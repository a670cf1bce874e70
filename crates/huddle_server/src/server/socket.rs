#![forbid(unsafe_code)]

use std::future::Future;
use std::sync::Arc;
use std::time::Duration;

use axum::extract::ws::{Message, WebSocket};
use futures::stream::SplitSink;
use futures::{SinkExt, StreamExt};
use huddle_protocol::EncodedFrame;
use tokio::time::{Instant, MissedTickBehavior, interval_at, timeout};
use tracing::{debug, warn};

use crate::error::TransportError;
use crate::server::context::AppContext;
use crate::server::hub::SessionId;
use crate::server::session::{Session, SessionChannels, SessionSettings};

type WsSink = SplitSink<WebSocket, Message>;

/// Drives one upgraded WebSocket until either side closes it.
///
/// The read loop runs here; writes (queued frames and heartbeats) go through a
/// separate pump task so a slow peer never blocks inbound handling.
pub async fn run_socket(socket: WebSocket, ctx: Arc<AppContext>) {
	let settings = ctx.settings.clone();
	let (mut session, channels) = Session::open(ctx);
	let session_id = session.id();

	let (sink, mut stream) = socket.split();
	let mut writer = tokio::spawn(write_pump_task(session_id, sink, channels, settings.clone()));
	let mut writer_done = false;

	loop {
		let next = tokio::select! {
			_ = &mut writer => {
				writer_done = true;
				break;
			}
			next = timeout(settings.idle_timeout, stream.next()) => next,
		};

		let msg = match next {
			Err(_) => {
				debug!(session_id, error = %TransportError::IdleTimeout(settings.idle_timeout), "closing idle session");
				break;
			}
			Ok(None) => break,
			Ok(Some(Err(e))) => {
				debug!(session_id, error = %TransportError::WebSocket(e), "websocket read failed");
				break;
			}
			Ok(Some(Ok(msg))) => msg,
		};

		match msg {
			Message::Text(text) => session.handle_text(text.as_str()).await,
			Message::Binary(_) => {
				metrics::counter!("huddle_server_protocol_errors_total").increment(1);
				warn!(session_id, "dropping binary frame");
			}
			// Heartbeat replies only refresh the read deadline.
			Message::Ping(_) | Message::Pong(_) => {}
			Message::Close(_) => break,
		}
	}

	// Unregistering drops the hub's close handle, which stops the pump.
	drop(session);

	if !writer_done && timeout(settings.write_timeout, &mut writer).await.is_err() {
		writer.abort();
	}
}

async fn write_pump_task(session_id: SessionId, sink: WsSink, channels: SessionChannels, settings: SessionSettings) {
	if let Err(e) = write_pump(session_id, sink, channels, &settings).await {
		debug!(session_id, error = %e, "write pump stopped");
	}
}

async fn write_pump(
	session_id: SessionId,
	mut sink: WsSink,
	channels: SessionChannels,
	settings: &SessionSettings,
) -> Result<(), TransportError> {
	let SessionChannels { mut outbound, mut closed } = channels;
	let limit = settings.write_timeout;

	let mut ping = interval_at(Instant::now() + settings.ping_period, settings.ping_period);
	ping.set_missed_tick_behavior(MissedTickBehavior::Delay);

	loop {
		tokio::select! {
			biased;

			reason = &mut closed => {
				if let Ok(reason) = reason {
					debug!(session_id, ?reason, "hub closed session");
				}
				// Frames queued before the close (kick or ban notices) still go out.
				outbound.close();
				with_timeout(limit, async {
					while let Ok(frame) = outbound.try_recv() {
						sink.feed(text(&frame)).await?;
					}
					sink.send(Message::Close(None)).await
				})
				.await?;
				return Ok(());
			}

			frame = outbound.recv() => {
				let Some(frame) = frame else {
					with_timeout(limit, sink.send(Message::Close(None))).await?;
					return Ok(());
				};
				with_timeout(limit, async {
					sink.feed(text(&frame)).await?;
					while let Ok(frame) = outbound.try_recv() {
						sink.feed(text(&frame)).await?;
					}
					sink.flush().await
				})
				.await?;
			}

			_ = ping.tick() => {
				with_timeout(limit, sink.send(Message::Ping(Default::default()))).await?;
			}
		}
	}
}

fn text(frame: &EncodedFrame) -> Message {
	Message::Text(frame.as_str().to_owned().into())
}

async fn with_timeout<T>(
	limit: Duration,
	fut: impl Future<Output = Result<T, axum::Error>>,
) -> Result<T, TransportError> {
	match timeout(limit, fut).await {
		Ok(res) => res.map_err(TransportError::WebSocket),
		Err(_) => Err(TransportError::WriteTimeout(limit)),
	}
}
#![forbid(unsafe_code)]

use std::fmt::Write as _;
use std::panic::AssertUnwindSafe;
use std::sync::Arc;

use futures::FutureExt;
use huddle_domain::{ChatMessage, ClanTag, HexColor, Ipid, MAX_NAME_CHARS, ParseIdError, RoomName};
use huddle_protocol::{EncodedFrame, ServerFrame};
use huddle_util::secret::SecretString;
use tracing::{error, info, warn};

use crate::error::{AuthError, CommandError};
use crate::server::context::AppContext;
use crate::server::hub::SessionSelector;
use crate::server::session::Session;
use crate::store::moderation::RoomRemoval;

pub const HELP_TEXT: &str = "Available commands:
/register <username> <password> - Create an account
/login <username> <password> - Log in
/logout - Log out
/name <new_name> - Change your display name
/join <room_name> - Join a room
/room <join|list|create|remove> - Manage rooms
/member list [room] - List online members
/userinfo <username_or_displayname> - Show user info
/clan <create|add|remove|list> - Manage clans
/server info - Show server info
/admin <password> - Become admin
/kick <ip_id> - Kick a user (admin)
/ban <ip_id> - Ban a user (admin)
/help - Show this help";

/// A parsed `/verb args...` line.
///
/// Only arity is checked here; values are validated after permission checks.
#[derive(Debug, Clone, PartialEq, Eq)]
pub enum Command {
	Register { username: String, password: SecretString },
	Login { username: String, password: SecretString },
	Logout,
	Name(String),
	Help,
	Admin(SecretString),
	ClanCreate { tag: String, color: String },
	ClanAdd { ipid: String, tag: String },
	ClanRemove { ipid: String, tag: String },
	ClanList,
	RoomJoin(String),
	RoomList,
	RoomCreate(String),
	RoomRemove(String),
	Kick(String),
	Ban(String),
	MemberList(Option<String>),
	UserInfo(String),
	ServerInfo,
}

impl Command {
	pub fn parse(line: &str) -> Result<Self, CommandError> {
		let mut parts = line.split_whitespace();
		let verb = parts.next().unwrap_or_default();
		let args: Vec<&str> = parts.collect();

		let cmd = match verb {
			"/register" => {
				let [username, password] = exact::<2>(&args, "/register <username> <password>")?;
				Self::Register {
					username: username.to_string(),
					password: SecretString::new(password),
				}
			}
			"/login" => {
				let [username, password] = exact::<2>(&args, "/login <username> <password>")?;
				Self::Login {
					username: username.to_string(),
					password: SecretString::new(password),
				}
			}
			"/logout" => Self::Logout,
			"/name" => {
				if args.is_empty() {
					return Err(CommandError::Usage("/name <new_name>"));
				}
				Self::Name(args.join(" "))
			}
			"/help" => Self::Help,
			"/admin" => {
				let [password] = exact::<1>(&args, "/admin <password>")?;
				Self::Admin(SecretString::new(password))
			}
			"/clan" => Self::parse_clan(&args)?,
			"/room" => Self::parse_room(&args)?,
			"/join" => {
				let [room] = exact::<1>(&args, "/join <room_name>")?;
				Self::RoomJoin(room.to_string())
			}
			"/kick" => {
				let [ipid] = exact::<1>(&args, "/kick <ip_id>")?;
				Self::Kick(ipid.to_string())
			}
			"/ban" => {
				let [ipid] = exact::<1>(&args, "/ban <ip_id>")?;
				Self::Ban(ipid.to_string())
			}
			"/member" => match args.as_slice() {
				["list"] => Self::MemberList(None),
				["list", room] => Self::MemberList(Some(room.to_string())),
				_ => return Err(CommandError::Usage("/member list [room]")),
			},
			"/userinfo" => {
				let [name] = exact::<1>(&args, "/userinfo <username_or_displayname>")?;
				Self::UserInfo(name.to_string())
			}
			"/server" => match args.first() {
				None => return Err(CommandError::Usage("/server <info>")),
				Some(&"info") => Self::ServerInfo,
				Some(_) => return Err(CommandError::UnknownSubcommand),
			},
			other => return Err(CommandError::Unknown(other.to_string())),
		};

		Ok(cmd)
	}

	fn parse_clan(args: &[&str]) -> Result<Self, CommandError> {
		let Some((sub, rest)) = args.split_first() else {
			return Err(CommandError::Usage("/clan <create|add|remove|list> ..."));
		};

		let cmd = match *sub {
			"list" => Self::ClanList,
			"create" => {
				let [tag, color] = exact::<2>(rest, "/clan create <tag> <hex_color>")?;
				Self::ClanCreate {
					tag: tag.to_string(),
					color: color.to_string(),
				}
			}
			"add" => {
				let [ipid, tag] = exact::<2>(rest, "/clan add <ipid> <tag>")?;
				Self::ClanAdd {
					ipid: ipid.to_string(),
					tag: tag.to_string(),
				}
			}
			"remove" => {
				let [ipid, tag] = exact::<2>(rest, "/clan remove <ipid> <tag>")?;
				Self::ClanRemove {
					ipid: ipid.to_string(),
					tag: tag.to_string(),
				}
			}
			_ => return Err(CommandError::UnknownSubcommand),
		};

		Ok(cmd)
	}

	fn parse_room(args: &[&str]) -> Result<Self, CommandError> {
		let Some((sub, rest)) = args.split_first() else {
			return Err(CommandError::Usage("/room <join|list|create|remove> ..."));
		};

		let cmd = match *sub {
			"list" => Self::RoomList,
			"join" => {
				let [room] = exact::<1>(rest, "/room join <room_name>")?;
				Self::RoomJoin(room.to_string())
			}
			"create" => {
				let [room] = exact::<1>(rest, "/room create <room_name>")?;
				Self::RoomCreate(room.to_string())
			}
			"remove" => {
				let [room] = exact::<1>(rest, "/room remove <room_name>")?;
				Self::RoomRemove(room.to_string())
			}
			_ => return Err(CommandError::UnknownSubcommand),
		};

		Ok(cmd)
	}

	/// Short name used in logs; never includes arguments.
	pub fn verb(&self) -> &'static str {
		match self {
			Self::Register { .. } => "register",
			Self::Login { .. } => "login",
			Self::Logout => "logout",
			Self::Name(_) => "name",
			Self::Help => "help",
			Self::Admin(_) => "admin",
			Self::ClanCreate { .. } => "clan create",
			Self::ClanAdd { .. } => "clan add",
			Self::ClanRemove { .. } => "clan remove",
			Self::ClanList => "clan list",
			Self::RoomJoin(_) => "room join",
			Self::RoomList => "room list",
			Self::RoomCreate(_) => "room create",
			Self::RoomRemove(_) => "room remove",
			Self::Kick(_) => "kick",
			Self::Ban(_) => "ban",
			Self::MemberList(_) => "member list",
			Self::UserInfo(_) => "userinfo",
			Self::ServerInfo => "server info",
		}
	}
}

fn exact<'a, const N: usize>(args: &[&'a str], usage: &'static str) -> Result<[&'a str; N], CommandError> {
	<[&str; N]>::try_from(args).map_err(|_| CommandError::Usage(usage))
}

/// Parses and runs one `/command` line on behalf of `session`.
pub async fn dispatch(session: &mut Session, line: &str) {
	match Command::parse(line) {
		Ok(cmd) => run(session, cmd).await,
		Err(e) => session.notify(e.to_string()),
	}
}

/// Runs a parsed command; failures are unicast back, a panic becomes an error frame.
pub async fn run(session: &mut Session, cmd: Command) {
	let verb = cmd.verb();
	metrics::counter!("huddle_server_commands_total", "verb" => verb).increment(1);

	match AssertUnwindSafe(execute(session, cmd)).catch_unwind().await {
		Ok(Ok(())) => {}
		Ok(Err(e)) => session.notify(e.to_string()),
		Err(_) => {
			error!(session_id = session.id(), verb, "command handler panicked");
			session.send(ServerFrame::Error(CommandError::Internal.to_string()));
		}
	}
}
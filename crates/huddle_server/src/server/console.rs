#![forbid(unsafe_code)]

use std::sync::Arc;

use huddle_domain::{Ipid, RoomName};
use huddle_protocol::ServerFrame;
use tokio::io::{AsyncBufReadExt, BufReader};
use tokio::sync::watch;
use tracing::{info, warn};

use crate::server::commands;
use crate::server::context::AppContext;
use crate::server::hub::{BroadcastScope, SessionSelector};

pub const CONSOLE_HELP: &str = "Available commands: ban <ipid>, kick <ipid>, unban <ipid>, broadcast <msg>, stop";

/// Operator command read from the server's standard input.
#[derive(Debug, Clone, PartialEq, Eq)]
pub enum ConsoleCommand {
	Help,
	Stop,
	Kick(Ipid),
	Ban(Ipid),
	Unban(Ipid),
	Broadcast(String),
}

impl ConsoleCommand {
	/// `Ok(None)` for a blank line.
	pub fn parse(line: &str) -> Result<Option<Self>, String> {
		let line = line.trim();
		if line.is_empty() {
			return Ok(None);
		}

		let (verb, rest) = match line.split_once(char::is_whitespace) {
			Some((verb, rest)) => (verb, rest.trim()),
			None => (line, ""),
		};

		let ipid = |usage: &str| -> Result<Ipid, String> {
			if rest.is_empty() {
				return Err(format!("Usage: {usage}"));
			}
			Ipid::new(rest).map_err(|e| format!("Invalid ipid: {e}"))
		};

		let cmd = match verb {
			"help" => Self::Help,
			"stop" => Self::Stop,
			"kick" => Self::Kick(ipid("kick <ipid>")?),
			"ban" => Self::Ban(ipid("ban <ipid>")?),
			"unban" => Self::Unban(ipid("unban <ipid>")?),
			"broadcast" if rest.is_empty() => return Err("Usage: broadcast <msg>".to_string()),
			"broadcast" => Self::Broadcast(rest.to_string()),
			other => return Err(format!("Unknown command: {other}. {CONSOLE_HELP}")),
		};

		Ok(Some(cmd))
	}
}

#[derive(Debug, Clone, PartialEq, Eq)]
pub struct ConsoleReply {
	pub text: String,
	pub stop: bool,
}

impl ConsoleReply {
	fn text(text: impl Into<String>) -> Self {
		Self {
			text: text.into(),
			stop: false,
		}
	}
}

pub async fn execute(ctx: &AppContext, cmd: ConsoleCommand) -> ConsoleReply {
	match cmd {
		ConsoleCommand::Help => ConsoleReply::text(CONSOLE_HELP),
		ConsoleCommand::Stop => ConsoleReply {
			text: "Stopping server...".to_string(),
			stop: true,
		},
		ConsoleCommand::Kick(ipid) => {
			let notice = ServerFrame::system("You have been kicked.", RoomName::general())
				.encode()
				.ok();
			let n = ctx.hub.force_disconnect(SessionSelector::Ipid(ipid.clone()), notice).await;
			info!(%ipid, sessions = n, "console kick");
			ConsoleReply::text(if n > 0 { "User kicked." } else { "User not found." })
		}
		ConsoleCommand::Ban(ipid) => match commands::ban(ctx, &ipid).await {
			Ok(n) => {
				info!(%ipid, sessions = n, "console ban");
				ConsoleReply::text("User banned.")
			}
			Err(e) => ConsoleReply::text(e.to_string()),
		},
		ConsoleCommand::Unban(ipid) => {
			if ctx.moderation.unban(&ipid).await {
				info!(%ipid, "console unban");
				ConsoleReply::text("User unbanned.")
			} else {
				ConsoleReply::text("User was not banned.")
			}
		}
		ConsoleCommand::Broadcast(text) => {
			match ServerFrame::system(format!("[Admin] {text}"), RoomName::general()).encode() {
				Ok(frame) => ctx.hub.broadcast(BroadcastScope::All, frame),
				Err(e) => warn!(error = %e, "failed to encode console broadcast"),
			}
			ConsoleReply::text("Broadcast sent.")
		}
	}
}

/// Reads operator commands from stdin until `stop` or EOF.
pub fn spawn_console(ctx: Arc<AppContext>, stop: watch::Sender<bool>) {
	tokio::spawn(async move {
		let mut lines = BufReader::new(tokio::io::stdin()).lines();
		loop {
			let line = match lines.next_line().await {
				Ok(Some(line)) => line,
				Ok(None) => break,
				Err(e) => {
					warn!(error = %e, "console input failed");
					break;
				}
			};

			let cmd = match ConsoleCommand::parse(&line) {
				Ok(Some(cmd)) => cmd,
				Ok(None) => continue,
				Err(text) => {
					println!("{text}");
					continue;
				}
			};

			let reply = execute(&ctx, cmd).await;
			println!("{}", reply.text);
			if reply.stop {
				let _ = stop.send(true);
				break;
			}
		}
	});
}

#[cfg(test)]
mod tests {
	use super::*;

	#[test]
	fn parses_operator_commands() {
		assert_eq!(ConsoleCommand::parse("   ").expect("blank"), None);
		assert_eq!(ConsoleCommand::parse("stop").expect("stop"), Some(ConsoleCommand::Stop));
		assert_eq!(
			ConsoleCommand::parse("ban 1.2.3.4").expect("ban"),
			Some(ConsoleCommand::Ban(Ipid::new("1.2.3.4").expect("ipid")))
		);
		assert_eq!(
			ConsoleCommand::parse("broadcast  hello all ").expect("broadcast"),
			Some(ConsoleCommand::Broadcast("hello all".to_string()))
		);
	}

	#[test]
	fn rejects_missing_arguments_and_unknown_verbs() {
		assert_eq!(ConsoleCommand::parse("kick").expect_err("usage"), "Usage: kick <ipid>");
		assert_eq!(ConsoleCommand::parse("broadcast").expect_err("usage"), "Usage: broadcast <msg>");
		assert!(ConsoleCommand::parse("reboot").expect_err("unknown").starts_with("Unknown command: reboot"));
	}
}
• • • • • • •
= YOUR INSTRUCTIONS =
Look through the records above and please copy every line in which the string "input" occurs.

= PROBLEM SOLUTION =
/// Operator command read from the server's standard input.
					warn!(error = %e, "console input failed");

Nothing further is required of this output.